An Illinois native, I just moved to Marin County, California for an 11 month AmeriCorps internship with SPAWN, a watershed protection non-profit. I've lived my whole life in Illinois and am absolutely a midwesterner, so this is a new phase of my life and a huge adventure for me. Read on!

Sunday, January 14, 2007

Field Trip!

Well, the Coho Salmon run has ended. We took out 6 school groups this past week from preschool to high school (on probation, failed out of other school type high schoolers) and only 4 groups saw any fish, and most of those groups just saw a sad, wasting away female. Only one group saw her do anything besides swim a little downstream (she muscled her way over some shallow rocks creating this wall of water behind her).

I'm glad it's over. Heidi and I have discovered that any age group can come out for the creekwalks, but the walk's appropriateness is entirely dependent on the teacher's control of their students and the students' respect for others.

With the end of the Coho Salmon run also comes the end of creekwalks. This weekend is the last weekend of volunteer naturalist led creekwalks that SPAWN puts together, and HOORAY. I am so sick of coming to the office and returning a bazillion phone calls saying the exact same thing to every person.

This new week ERA brings me and Heidi first to the Eureka/Fortuna, CA area (where the AmeriCorps WSP home office is) for a MLK Jr Service Day and then Education Training.

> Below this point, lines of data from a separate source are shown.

//! Geolocation lookups against pluggable providers.
//!
//! A [`Locator`] owns the lookup configuration and a [`Transport`]. Every call to
//! [`Locator::lookup`] normalizes the identifier, short-circuits loopback addresses,
//! resolves the configured [`Provider`] and performs at most one GET.

use std::time::Duration;

mod cache;
mod freegeoip;
mod http_client;
mod ipinfo;
mod ipstack;
mod location;
mod provider;
mod stub;
mod target;

pub use crate::Error;
use crate::config::LookupConfig;

pub use cache::LocationCache;
pub use freegeoip::FreeGeoIp;
pub use http_client::{HttpClient, HttpResponse, Transport};
pub use ipinfo::IpInfo;
pub use ipstack::IpStack;
pub use location::{
    FreeGeoIpLocation, IpInfoLocation, IpStackConnection, IpStackCurrency, IpStackGeo,
    IpStackLanguage, IpStackLocation, IpStackTimeZone, LOOPBACK_IP, Location, LoopbackLocation,
    TestRecord,
};
pub use provider::{HttpProvider, Provider, decode_object};
pub use target::{Identifier, RequestContext, Target, normalize};

pub struct Locator<T = HttpClient> {
    config: LookupConfig,
    transport: T,
    cache: Option<LocationCache>,
}

impl Locator<HttpClient> {
    pub fn new(config: LookupConfig) -> Result<Self, Error> {
        let transport = HttpClient::new(Duration::from_secs(config.timeout_secs))?;
        Ok(Self::with_transport(config, transport))
    }
}

impl<T: Transport> Locator<T> {
    pub fn with_transport(config: LookupConfig, transport: T) -> Self {
        let cache = LocationCache::from_config(&config);
        Self {
            config,
            transport,
            cache,
        }
    }

    pub fn config(&self) -> &LookupConfig {
        &self.config
    }

    pub fn transport(&self) -> &T {
        &self.transport
    }

    /// Looks up a hostname, IP address or request context.
    ///
    /// Returns `Ok(None)` only from the test provider when nothing matches. An unset or
    /// unknown provider fails with [`Error::Configuration`] before any request is sent.
    pub async fn lookup(&self, identifier: impl Into<Identifier>) -> Result<Option<Location>, Error> {
        let target = match normalize(identifier.into()) {
            Target::Loopback => {
                debug!("loopback target, skipping provider");
                return Ok(Some(Location::loopback()));
            }
            Target::Remote(target) => target,
        };

        let provider = Provider::from_config(self.config.provider.as_deref())?;
        debug!("lookup {} via {}", target, provider);

        match provider {
            Provider::Test => Ok(stub::lookup(&self.config, &target)),
            Provider::FreeGeoIp => {
                let handler = FreeGeoIp::from_config(&self.config);
                self.fetch(&handler, &target).await.map(Some)
            }
            Provider::IpStack => {
                let handler = IpStack::from_config(&self.config);
                self.fetch(&handler, &target).await.map(Some)
            }
            Provider::IpInfo => {
                let handler = IpInfo::from_config(&self.config);
                self.fetch(&handler, &target).await.map(Some)
            }
        }
    }

    async fn fetch<P>(&self, handler: &P, target: &str) -> Result<Location, Error>
    where
        P: HttpProvider,
    {
        let provider = P::PROVIDER;
        if let Some(cache) = &self.cache {
            if let Some(location) = cache.get(provider, target).await {
                debug!("cache hit for {} via {}", target, provider);
                return Ok(location);
            }
        }

        let url = handler.request_url(target);
        let response = self.transport.get(&url).await?;
        let location = handler.parse(response).map_err(|err| {
            warn!("{} lookup for {} failed: {}", provider, target, err);
            err
        })?;

        if let Some(cache) = &self.cache {
            cache.insert(provider, target, location.clone()).await;
        }
        Ok(location)
    }
}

Tomorrow is the Service day - we'll canvas the area teaching people about disaster preparedness (i love knocking on unsuspecting people's doors in the middle of the day when they're napping, or reading, or otherwise enjoying their leisurely day off and then telling them all about awful things like tsunamis and earthquakes. yay).

Tuesday and Wednesday is Education Training. AmeriCorps WSP requires that we go into a classroom a set number of times and teach a set curriculum. I'm actually really looking forward to this part. I feel like a lot of salmon related questions I answer I'm not necessarily answering completely correctly - I'm using the background information that I already have and picking up on what others say to draw out answers. So I'm excited to really learn this stuff and become a true salmon expert. At least, I hope to become an expert.

The good news is that AmeriCorps will pay for or provide all of our meals for those days, and reimburse our travel (though the reimbursement for these things takes a long time - I still haven't received reimbursement from my October Training week. I'm not looking forward to spending money I'd rather spend on something else and then not having it back for 4 or 5 months).

I'll bring my camera. And I *might* take pictures.

1 comment:

Rob said...

Are there bears nearby trying to eat the running salmon. I watched a documentary about grizzlies in Alaska eating the salmon. I have to be honest, I don't think a Natalie would fair very well against a grizzly bear.